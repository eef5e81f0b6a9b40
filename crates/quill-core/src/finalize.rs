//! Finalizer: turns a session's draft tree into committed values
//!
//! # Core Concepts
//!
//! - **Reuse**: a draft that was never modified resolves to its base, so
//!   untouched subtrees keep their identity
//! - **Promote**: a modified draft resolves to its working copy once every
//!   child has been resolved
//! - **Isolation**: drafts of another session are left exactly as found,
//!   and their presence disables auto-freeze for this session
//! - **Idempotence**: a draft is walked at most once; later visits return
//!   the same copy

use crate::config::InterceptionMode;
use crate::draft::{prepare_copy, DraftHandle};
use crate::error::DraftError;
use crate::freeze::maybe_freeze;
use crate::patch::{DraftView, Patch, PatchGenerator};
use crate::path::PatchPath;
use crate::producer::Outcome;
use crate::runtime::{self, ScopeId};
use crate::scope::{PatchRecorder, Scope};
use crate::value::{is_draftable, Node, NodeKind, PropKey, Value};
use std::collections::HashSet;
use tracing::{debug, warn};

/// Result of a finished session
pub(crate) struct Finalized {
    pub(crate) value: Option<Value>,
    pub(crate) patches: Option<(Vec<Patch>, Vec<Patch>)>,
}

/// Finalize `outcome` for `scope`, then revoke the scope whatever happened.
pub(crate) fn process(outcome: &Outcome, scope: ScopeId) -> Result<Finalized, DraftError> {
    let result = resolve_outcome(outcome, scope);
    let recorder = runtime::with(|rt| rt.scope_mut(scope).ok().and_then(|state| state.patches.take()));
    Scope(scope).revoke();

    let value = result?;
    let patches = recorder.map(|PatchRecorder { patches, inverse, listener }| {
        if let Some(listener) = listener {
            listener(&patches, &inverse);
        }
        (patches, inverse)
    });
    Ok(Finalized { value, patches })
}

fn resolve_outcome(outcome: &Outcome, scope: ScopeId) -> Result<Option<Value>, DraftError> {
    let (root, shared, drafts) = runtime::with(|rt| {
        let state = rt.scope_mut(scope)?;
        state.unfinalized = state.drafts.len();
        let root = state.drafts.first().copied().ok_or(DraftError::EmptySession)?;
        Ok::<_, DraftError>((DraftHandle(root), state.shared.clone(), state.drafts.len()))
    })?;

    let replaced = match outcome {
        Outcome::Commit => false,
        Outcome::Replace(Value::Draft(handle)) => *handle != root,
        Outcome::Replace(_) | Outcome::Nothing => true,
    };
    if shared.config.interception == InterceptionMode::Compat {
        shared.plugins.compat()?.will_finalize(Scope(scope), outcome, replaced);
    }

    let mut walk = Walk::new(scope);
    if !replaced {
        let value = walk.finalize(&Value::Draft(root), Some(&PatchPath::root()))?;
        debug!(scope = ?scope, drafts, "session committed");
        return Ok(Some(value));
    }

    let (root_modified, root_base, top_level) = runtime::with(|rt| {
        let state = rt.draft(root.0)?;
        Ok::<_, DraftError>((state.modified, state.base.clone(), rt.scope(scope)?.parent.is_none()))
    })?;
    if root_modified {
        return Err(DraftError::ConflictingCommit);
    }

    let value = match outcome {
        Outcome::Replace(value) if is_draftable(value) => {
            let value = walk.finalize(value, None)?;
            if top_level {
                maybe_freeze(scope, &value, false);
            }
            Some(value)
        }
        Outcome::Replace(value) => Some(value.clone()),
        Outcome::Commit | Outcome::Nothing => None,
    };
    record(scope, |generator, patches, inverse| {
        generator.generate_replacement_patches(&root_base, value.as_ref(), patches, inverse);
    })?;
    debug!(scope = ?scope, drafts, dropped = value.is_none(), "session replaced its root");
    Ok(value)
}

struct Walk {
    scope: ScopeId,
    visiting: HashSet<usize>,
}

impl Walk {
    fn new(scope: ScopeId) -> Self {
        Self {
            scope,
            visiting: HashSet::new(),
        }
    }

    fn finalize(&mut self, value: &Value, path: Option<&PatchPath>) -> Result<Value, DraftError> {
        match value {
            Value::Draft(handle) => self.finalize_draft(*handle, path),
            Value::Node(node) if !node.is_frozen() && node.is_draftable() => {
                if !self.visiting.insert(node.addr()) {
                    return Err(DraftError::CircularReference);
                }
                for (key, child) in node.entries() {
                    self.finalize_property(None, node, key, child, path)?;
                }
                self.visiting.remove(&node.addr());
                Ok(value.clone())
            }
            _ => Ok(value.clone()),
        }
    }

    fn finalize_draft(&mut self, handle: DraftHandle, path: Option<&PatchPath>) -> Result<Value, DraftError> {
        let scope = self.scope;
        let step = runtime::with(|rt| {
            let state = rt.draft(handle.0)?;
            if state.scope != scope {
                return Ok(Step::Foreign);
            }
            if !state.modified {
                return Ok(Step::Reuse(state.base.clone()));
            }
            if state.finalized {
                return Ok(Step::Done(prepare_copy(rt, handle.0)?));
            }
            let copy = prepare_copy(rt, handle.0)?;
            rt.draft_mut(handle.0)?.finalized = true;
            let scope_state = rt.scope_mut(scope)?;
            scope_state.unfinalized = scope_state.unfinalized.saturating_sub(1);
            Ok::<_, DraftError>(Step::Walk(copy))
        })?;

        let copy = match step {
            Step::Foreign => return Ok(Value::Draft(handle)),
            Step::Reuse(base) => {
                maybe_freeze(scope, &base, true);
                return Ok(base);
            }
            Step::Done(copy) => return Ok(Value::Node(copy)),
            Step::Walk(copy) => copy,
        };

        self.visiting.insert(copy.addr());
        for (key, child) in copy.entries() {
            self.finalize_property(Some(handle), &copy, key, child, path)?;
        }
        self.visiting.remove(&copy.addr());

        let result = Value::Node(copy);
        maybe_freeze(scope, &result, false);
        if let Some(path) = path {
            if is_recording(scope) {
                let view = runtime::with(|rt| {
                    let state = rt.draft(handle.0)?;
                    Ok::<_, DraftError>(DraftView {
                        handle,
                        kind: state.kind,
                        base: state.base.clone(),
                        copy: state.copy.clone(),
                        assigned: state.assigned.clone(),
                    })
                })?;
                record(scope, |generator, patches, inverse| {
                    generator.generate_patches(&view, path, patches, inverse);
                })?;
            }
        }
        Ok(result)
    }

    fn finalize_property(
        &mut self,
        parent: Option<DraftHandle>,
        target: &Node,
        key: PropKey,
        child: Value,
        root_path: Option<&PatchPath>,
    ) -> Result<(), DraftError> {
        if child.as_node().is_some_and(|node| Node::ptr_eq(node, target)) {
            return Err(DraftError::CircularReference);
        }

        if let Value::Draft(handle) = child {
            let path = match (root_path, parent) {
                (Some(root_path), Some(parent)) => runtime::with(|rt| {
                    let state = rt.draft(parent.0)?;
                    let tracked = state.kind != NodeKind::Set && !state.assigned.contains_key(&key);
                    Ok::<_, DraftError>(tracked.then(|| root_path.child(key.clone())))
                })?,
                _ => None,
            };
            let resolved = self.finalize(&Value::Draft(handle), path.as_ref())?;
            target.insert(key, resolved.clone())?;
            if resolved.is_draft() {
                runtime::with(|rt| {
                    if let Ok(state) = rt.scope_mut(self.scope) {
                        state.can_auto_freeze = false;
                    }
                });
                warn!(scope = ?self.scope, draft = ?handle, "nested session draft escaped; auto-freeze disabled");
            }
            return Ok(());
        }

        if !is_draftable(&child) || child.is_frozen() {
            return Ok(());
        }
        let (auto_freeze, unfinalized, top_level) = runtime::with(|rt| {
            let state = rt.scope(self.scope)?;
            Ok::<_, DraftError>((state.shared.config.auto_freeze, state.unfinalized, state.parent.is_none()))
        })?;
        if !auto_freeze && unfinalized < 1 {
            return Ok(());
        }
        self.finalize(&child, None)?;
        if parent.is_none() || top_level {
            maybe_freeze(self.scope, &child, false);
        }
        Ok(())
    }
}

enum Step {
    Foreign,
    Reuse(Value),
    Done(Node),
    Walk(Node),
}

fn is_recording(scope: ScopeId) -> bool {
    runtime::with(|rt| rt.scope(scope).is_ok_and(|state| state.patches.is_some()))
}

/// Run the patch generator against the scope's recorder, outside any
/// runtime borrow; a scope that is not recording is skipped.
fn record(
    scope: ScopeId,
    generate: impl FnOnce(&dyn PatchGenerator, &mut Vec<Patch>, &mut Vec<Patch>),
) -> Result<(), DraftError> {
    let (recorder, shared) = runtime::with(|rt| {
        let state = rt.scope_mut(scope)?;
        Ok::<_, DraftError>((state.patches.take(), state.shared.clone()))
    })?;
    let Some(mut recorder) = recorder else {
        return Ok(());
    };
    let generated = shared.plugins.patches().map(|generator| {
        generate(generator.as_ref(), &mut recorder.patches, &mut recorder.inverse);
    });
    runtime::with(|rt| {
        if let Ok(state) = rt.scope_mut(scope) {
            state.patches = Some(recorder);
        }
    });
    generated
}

Problem requirements
Search the entries above for the string "PatchPath", and report each line where it occurs.

Answer box
use crate::path::PatchPath;
        let value = walk.finalize(&Value::Draft(root), Some(&PatchPath::root()))?;
    fn finalize(&mut self, value: &Value, path: Option<&PatchPath>) -> Result<Value, DraftError> {
    fn finalize_draft(&mut self, handle: DraftHandle, path: Option<&PatchPath>) -> Result<Value, DraftError> {
        root_path: Option<&PatchPath>,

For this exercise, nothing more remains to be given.